Vygotsky compared these kinds of changes in child development "with the historical ages or eras in the development of mankind, with the evolutionary epochs in the development of organic life, or with geological epochs in the history of the earth's development. In the transition from one age-level to another we find the emergence of new structures that were absent in earlier periods we can see a reorganization and alteration of the very course of development."

These large scale changes begin slowly, accelerate away as we rapidly accumulate knowledge about this new kind of human activity and then eventually slow down, as we run out of ways of reinventing the way we do things, within the current paradigm. Each new paradigm involves radical re-arrangements of not only the cognitive system, but also the tool system and thence the socio-cultural system. As the new tools emerge, they form into new ecosystems of tools, e.g. the motor car, freeways, mechanics, gas stations, etc. and radically transform the way society works/relates. The new tools also automate and democratize the skills of the previous period. As the new kinds of jobs emerge, fewer people are required to perform the old kinds of work.

When we look back over human history we see a remarkable pattern of transformational technological and cultural change. Some 10,000 years ago our nomadic hunter gather ancestors, began the shift to the permanent villages and plowed fields of the agriculturalists. Then, in the 1700s, a new wave of change began to transform our lives. Industrial Age machines displaced the labor of humans and beasts of burden. Then another giant disruption occurred in the 1970s, when the working lives of millions of clerks and secretaries were disrupted/made redundant by the photocopier and the computer.

It all became a blur in the late 1990s when "knowledge workers" began to automate knowledge creation, distribution and implementation. About 30% of all people are now employed in this sector; software programmers, inventors, consultants, educators, researchers and other professionals.

Right now, about 5-10% of us have begun creating/using new tools to automate/democratize the wise application of knowledge, so it is a capability available to all. Wasteless production loops. Spiritual intelligence. Integral learning. Servant/serving leadership. Ethical dialectical discourse.
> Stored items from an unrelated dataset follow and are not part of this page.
// swarm-autoscaler: main entry point

use std::sync::Arc;

use anyhow::Context;
use tokio::net::TcpListener;
use tokio::sync::watch;
use tracing::{debug, info};
use tracing_subscriber::EnvFilter;

use swarm_autoscaler::actions::{ScaleQueue, ScaleWorker, QUEUE_CAPACITY};
use swarm_autoscaler::discovery::NodeDiscovery;
use swarm_autoscaler::events::{EventStore, EventWriter, SHUTDOWN_GRACE};
use swarm_autoscaler::lock::SingletonLock;
use swarm_autoscaler::scaler::AutoscalerLoop;
use swarm_autoscaler::server::{self, AppState};
use swarm_autoscaler::settings::Settings;
use swarm_autoscaler::swarm::{LocalStatsProvider, SwarmClient, SwarmOrchestrator};
use swarm_autoscaler::watcher::EventWatcher;

#[tokio::main]
async fn main() -> anyhow::Result<()> {
    tracing_subscriber::fmt()
        .with_env_filter(
            EnvFilter::try_from_env("LOG_LEVEL").unwrap_or_else(|_| EnvFilter::new("debug")),
        )
        .init();

    let settings = Settings::from_env();
    info!(
        interval = ?settings.check_interval,
        dns_name = %settings.discovery_dns_name,
        dry_run = settings.dry_run,
        "Starting swarm autoscaler"
    );

    let (events, events_rx) = EventStore::open(&settings.events_db_path, settings.events_max_rows)
        .context("failed to open the audit event store")?;
    let swarm = Arc::new(
        SwarmClient::connect()
            .await
            .context("failed to connect to the local docker daemon")?,
    );
    let discovery = Arc::new(NodeDiscovery::new(
        settings.discovery_dns_name.clone(),
        settings.listen_port(),
        settings.discovery_workers,
        settings.check_interval,
    ));

    let (shutdown_tx, shutdown_rx) = watch::channel(false);

    let writer = EventWriter::new(Arc::clone(&events), events_rx, shutdown_rx.clone());
    let writer_handle = tokio::spawn(writer.run());

    let watcher = EventWatcher::new(
        Arc::clone(&swarm),
        |event| debug!(service = %event.service, kind = ?event.kind, "Service event"),
        shutdown_rx.clone(),
    );
    tokio::spawn(watcher.run());

    let settings = Arc::new(settings);

    // Only the lock holder runs the decision loop; other processes on the
    // node keep serving stats queries.
    let lock = SingletonLock::acquire(&settings.lock_file)
        .context("failed to initialize the singleton lock")?;
    if lock.is_some() {
        let (queue, actions_rx) = ScaleQueue::new(QUEUE_CAPACITY, settings.scale_cooldown);
        let orchestrator: Arc<dyn SwarmOrchestrator> = swarm.clone();

        let worker = ScaleWorker::new(
            Arc::clone(&orchestrator),
            Arc::clone(&events),
            Arc::clone(&queue),
            actions_rx,
            Arc::clone(&settings),
            shutdown_rx.clone(),
        );
        tokio::spawn(worker.run());

        let control = AutoscalerLoop::new(
            orchestrator,
            discovery,
            queue,
            Arc::clone(&settings),
            shutdown_rx.clone(),
        );
        tokio::spawn(control.run());
        info!("Autoscaler started (singleton lock acquired)");
    } else {
        info!("Autoscaler not started (lock held by another process)");
    }

    let stats: Arc<dyn LocalStatsProvider> = swarm;
    let app = server::router(Arc::new(AppState {
        stats,
        events: Arc::clone(&events),
    }));
    let listener = TcpListener::bind(&settings.listen_addr)
        .await
        .with_context(|| format!("failed to bind {}", settings.listen_addr))?;
    info!(addr = %settings.listen_addr, "HTTP surface listening");

    axum::serve(listener, app)
        .with_graceful_shutdown(shutdown_signal(shutdown_tx))
        .await
        .context("HTTP server error")?;

    // Give the audit writer its grace window to drain.
    let _ = tokio::time::timeout(SHUTDOWN_GRACE, writer_handle).await;
    drop(lock);
    info!("Shutdown complete");
    Ok(())
}

async fn shutdown_signal(shutdown_tx: watch::Sender<bool>) {
    let ctrl_c = async {
        let _ = tokio::signal::ctrl_c().await;
    };

    #[cfg(unix)]
    let terminate = async {
        match tokio::signal::unix::signal(tokio::signal::unix::SignalKind::terminate()) {
            Ok(mut signal) => {
                signal.recv().await;
            }
            Err(_) => std::future::pending::<()>().await,
        }
    };

    #[cfg(not(unix))]
    let terminate = std::future::pending::<()>();

    tokio::select! {
        _ = ctrl_c => {}
        _ = terminate => {}
    }
    info!("Shutdown signal received");
    let _ = shutdown_tx.send(true);
}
So what if we could harness the power of wisdom, and make our way through the next zone of transformational development? Here's some questions that might help:

1. Thinking about the major problems/opportunities that exist in the world today, what are some outcomes we could expect, if we learned/practised how to apply knowledge more wisely?
2. Thinking about your work/job/career, how could you re-invent/transform your job so it makes better use of the wise application of knowledge?
3. What kinds of tools could we/others create that would help people apply their knowledge more wisely?